Work task » Repeat the listing below word for word, stopping after the line that contains "and discard it.".

Supplied data »
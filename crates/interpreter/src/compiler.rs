use crate::image::{Image, Node, NODE_HEADER_SIZE, PARAMETER_SIZE};
use crate::optimiser::fold_constants;
use crate::table::{Address, AddressInterner, AddressTable};
use crate::vm::evaluate;
use shade_builtins::{Binding, Callable, Kind, Scalar, NAN};
use shade_syntax::ast::Expression;
use shade_syntax::{parse, Allocator, ParseError};
use std::{error, fmt};

/// Compile an expression against a table of host bindings.
///
/// The returned handle owns the image and its address/name tables; the host
/// storage the bindings point at stays borrowed and must outlive the handle.
///
/// # Examples
/// ```
/// use shade_interpreter::{compile_expression, Binding, Scalar};
///
/// let mut x: Scalar = 2.0;
/// let mut y: Scalar = 3.0;
/// let bindings = [Binding::variable("x", &mut x), Binding::variable("y", &mut y)];
///
/// let expression = compile_expression("x * y ^ 3", &bindings).unwrap();
/// assert_eq!(expression.evaluate(), 54.0);
/// ```
///
/// # Errors
/// If the source has a syntax error, with the 1-based position of the first
/// failure.
pub fn compile_expression(
  source: &str,
  bindings: &[Binding],
) -> Result<CompiledExpression, CompileError> {
  let mut interner = AddressInterner::default();
  let image = compile_to_image(source, bindings, &mut interner)?;

  Ok(CompiledExpression {
    image,
    table: interner.finish(),
  })
}

/// Compile an expression with no bindings, evaluate it once, and discard it.
///
/// Returns NaN if the expression does not compile.
///
/// # Examples
/// ```
/// assert_eq!(shade_interpreter::interpret("sqrt 100 + 7"), 17.0);
/// ```
#[must_use]
pub fn interpret(source: &str) -> Scalar {
  compile_expression(source, &[]).map_or(NAN, |expression| expression.evaluate())
}

/// Parse, fold, and lower one expression into an image.
///
/// The interner is the caller's so that a program can thread one address
/// table through all of its statements. The AST lives in an arena which is
/// dropped before this returns.
pub(crate) fn compile_to_image(
  source: &str,
  bindings: &[Binding],
  interner: &mut AddressInterner,
) -> Result<Image, ParseError> {
  let allocator = Allocator::new();
  let mut ast = parse(source, bindings, &allocator)?;
  fold_constants(&mut ast);

  let mut lowerer = Lowerer { interner };
  let size = lowerer.measure(&ast);
  let mut image = Image::with_capacity(size);
  lowerer.write(&ast, &mut image);
  debug_assert_eq!(image.len(), size, "measured size matches written size");

  Ok(image)
}

/// Lowers an optimised AST into an image.
///
/// Two passes: [`Lowerer::measure`] sizes the buffer and interns every host
/// address the tree references, then [`Lowerer::write`] lays nodes out in
/// pre-order. Writing cannot be done in one pass: a parent's parameter slots
/// must be reserved before the offsets of its children are known.
struct Lowerer<'interner> {
  interner: &'interner mut AddressInterner,
}
impl Lowerer<'_> {
  /// The size of a subtree in the image, interning its host addresses
  fn measure(&mut self, expression: &Expression) -> usize {
    match expression {
      Expression::Constant(_) => NODE_HEADER_SIZE,
      Expression::Variable(variable) => {
        self
          .interner
          .intern(Address::Variable(variable.address), variable.name);
        NODE_HEADER_SIZE
      }
      Expression::Call(call) => {
        match call.callable {
          Callable::Function(function) => {
            self.interner.intern(Address::Function(function), call.name);
          }
          Callable::Closure { function, context } => {
            self.interner.intern(Address::Closure(function), call.name);
            self.interner.intern_context(context, call.name);
          }
        }

        let slots = call.arguments.len() + usize::from(call.kind.is_closure());
        let mut size = NODE_HEADER_SIZE + slots * PARAMETER_SIZE;
        for argument in &call.arguments {
          size += self.measure(argument);
        }
        size
      }
    }
  }

  /// Write a subtree at the image's cursor, parameters rewritten to offsets
  fn write(&mut self, expression: &Expression, image: &mut Image) {
    match expression {
      Expression::Constant(constant) => {
        let node = image.push_node(Kind::CONSTANT, 0);
        image.set_scalar(node, constant.value);
      }
      Expression::Variable(variable) => {
        let node = image.push_node(Kind::VARIABLE, 0);
        let index = self
          .interner
          .intern(Address::Variable(variable.address), variable.name);
        image.set_index(node, index);
      }
      Expression::Call(call) => {
        let slots = call.arguments.len() + usize::from(call.kind.is_closure());
        let node = image.push_node(call.kind, slots);

        let index = match call.callable {
          Callable::Function(function) => {
            self.interner.intern(Address::Function(function), call.name)
          }
          Callable::Closure { function, context } => {
            let context_index = self.interner.intern_context(context, call.name);
            image.set_parameter(node, call.arguments.len(), context_index);
            self.interner.intern(Address::Closure(function), call.name)
          }
        };
        image.set_index(node, index);

        for (parameter, argument) in call.arguments.iter().enumerate() {
          let offset = u32::try_from(image.len()).expect("images stay within u32 offsets");
          image.set_parameter(node, parameter, offset);
          self.write(argument, image);
        }
      }
    }
  }
}

/// A compiled expression: the portable image plus its address/name tables.
///
/// Dropping the handle releases all of them. Displaying it renders the image
/// as an indented node tree with names resolved through the name table.
#[derive(Clone, Debug)]
pub struct CompiledExpression {
  image: Image,
  table: AddressTable,
}
impl CompiledExpression {
  /// Evaluate the image against the current values of the host bindings
  #[must_use]
  pub fn evaluate(&self) -> Scalar {
    evaluate(self.image.as_bytes(), &self.table)
  }

  /// The position-independent image bytes
  #[must_use]
  pub fn image(&self) -> &[u8] {
    self.image.as_bytes()
  }

  /// The host addresses the image refers into, parallel with the names
  #[must_use]
  pub fn address_table(&self) -> &AddressTable {
    &self.table
  }
}
impl fmt::Display for CompiledExpression {
  fn fmt(&self, f: &mut fmt::Formatter<'_>) -> fmt::Result {
    writeln!(
      f,
      "      ╭─[Image: {} bytes, {} bindings]",
      self.image.len(),
      self.table.len()
    )?;
    display_node(f, Node::root(self.image.as_bytes()), &self.table, 0)?;
    writeln!(f, "──────╯")
  }
}

/// Render one node and its children as indented tree lines
pub(crate) fn display_node(
  f: &mut fmt::Formatter<'_>,
  node: Node,
  table: &AddressTable,
  depth: usize,
) -> fmt::Result {
  write!(f, " {:0>4} │ ", node.offset())?;
  for _ in 0..depth {
    write!(f, "  ")?;
  }

  let kind = node.kind();
  let name = |index: usize| table.name(index).unwrap_or("?");

  if kind.category() == Kind::CONSTANT.category() {
    return writeln!(f, "constant {}", node.scalar());
  }
  if kind.category() == Kind::VARIABLE.category() {
    return writeln!(f, "variable {} ({})", name(node.index()), node.index());
  }

  if kind.is_function() || kind.is_closure() {
    write!(f, "{kind} {} ({})", name(node.index()), node.index())?;
    if kind.is_closure() {
      write!(f, " [context {}]", node.parameter(kind.arity()))?;
    }
    writeln!(f)?;

    for argument in 0..kind.arity() {
      display_node(f, node.child(argument), table, depth + 1)?;
    }
    return Ok(());
  }

  writeln!(f, "unknown")
}

/// An error which arose while compiling an expression or program
#[derive(Clone, Debug)]
pub enum CompileError {
  /// A syntax error in an expression
  Parse {
    error: ParseError,
    /// Where the expression started, for statements inside a program
    offset: usize,
  },
  /// A program assigned to a name which is not bound to a host scalar
  UndefinedVariable { name: String },
  /// A program defined the same label twice
  DuplicateLabel { name: String },
  /// A program jumped to a label which is never defined
  UndefinedLabel { name: String },
}
impl CompileError {
  /// The title of the error message
  #[must_use]
  pub fn title(&self) -> &'static str {
    match self {
      Self::Parse { error, .. } => error.title(),
      Self::UndefinedVariable { .. } => "Undefined Variable",
      Self::DuplicateLabel { .. } => "Duplicate Label",
      Self::UndefinedLabel { .. } => "Undefined Label",
    }
  }

  /// The body of the error message describing what has gone wrong
  #[must_use]
  pub fn message(&self) -> String {
    match self {
      Self::Parse { error, .. } => error.message(),
      Self::UndefinedVariable { name } => {
        format!("variable `{name}` is not bound to a host scalar")
      }
      Self::DuplicateLabel { name } => format!("label `{name}` is defined more than once"),
      Self::UndefinedLabel { name } => format!("label `{name}` is never defined"),
    }
  }

  /// The 1-based source position of a syntax error.
  ///
  /// `None` for the semantic errors, which have no single offset.
  #[must_use]
  pub fn position(&self) -> Option<usize> {
    match self {
      Self::Parse { error, offset } => Some(error.position() + offset),
      _ => None,
    }
  }
}
impl From<ParseError> for CompileError {
  fn from(error: ParseError) -> Self {
    Self::Parse { error, offset: 0 }
  }
}
impl fmt::Display for CompileError {
  fn fmt(&self, f: &mut fmt::Formatter<'_>) -> fmt::Result {
    write!(f, "{}", self.message())
  }
}
impl error::Error for CompileError {}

Exercise output »
filename crates/interpreter/src/compiler.rs
use crate::image::{Image, Node, NODE_HEADER_SIZE, PARAMETER_SIZE};
use crate::optimiser::fold_constants;
use crate::table::{Address, AddressInterner, AddressTable};
use crate::vm::evaluate;
use shade_builtins::{Binding, Callable, Kind, Scalar, NAN};
use shade_syntax::ast::Expression;
use shade_syntax::{parse, Allocator, ParseError};
use std::{error, fmt};

/// Compile an expression against a table of host bindings.
///
/// The returned handle owns the image and its address/name tables; the host
/// storage the bindings point at stays borrowed and must outlive the handle.
///
/// # Examples
/// ```
/// use shade_interpreter::{compile_expression, Binding, Scalar};
///
/// let mut x: Scalar = 2.0;
/// let mut y: Scalar = 3.0;
/// let bindings = [Binding::variable("x", &mut x), Binding::variable("y", &mut y)];
///
/// let expression = compile_expression("x * y ^ 3", &bindings).unwrap();
/// assert_eq!(expression.evaluate(), 54.0);
/// ```
///
/// # Errors
/// If the source has a syntax error, with the 1-based position of the first
/// failure.
pub fn compile_expression(
  source: &str,
  bindings: &[Binding],
) -> Result<CompiledExpression, CompileError> {
  let mut interner = AddressInterner::default();
  let image = compile_to_image(source, bindings, &mut interner)?;

  Ok(CompiledExpression {
    image,
    table: interner.finish(),
  })
}

/// Compile an expression with no bindings, evaluate it once, and discard it.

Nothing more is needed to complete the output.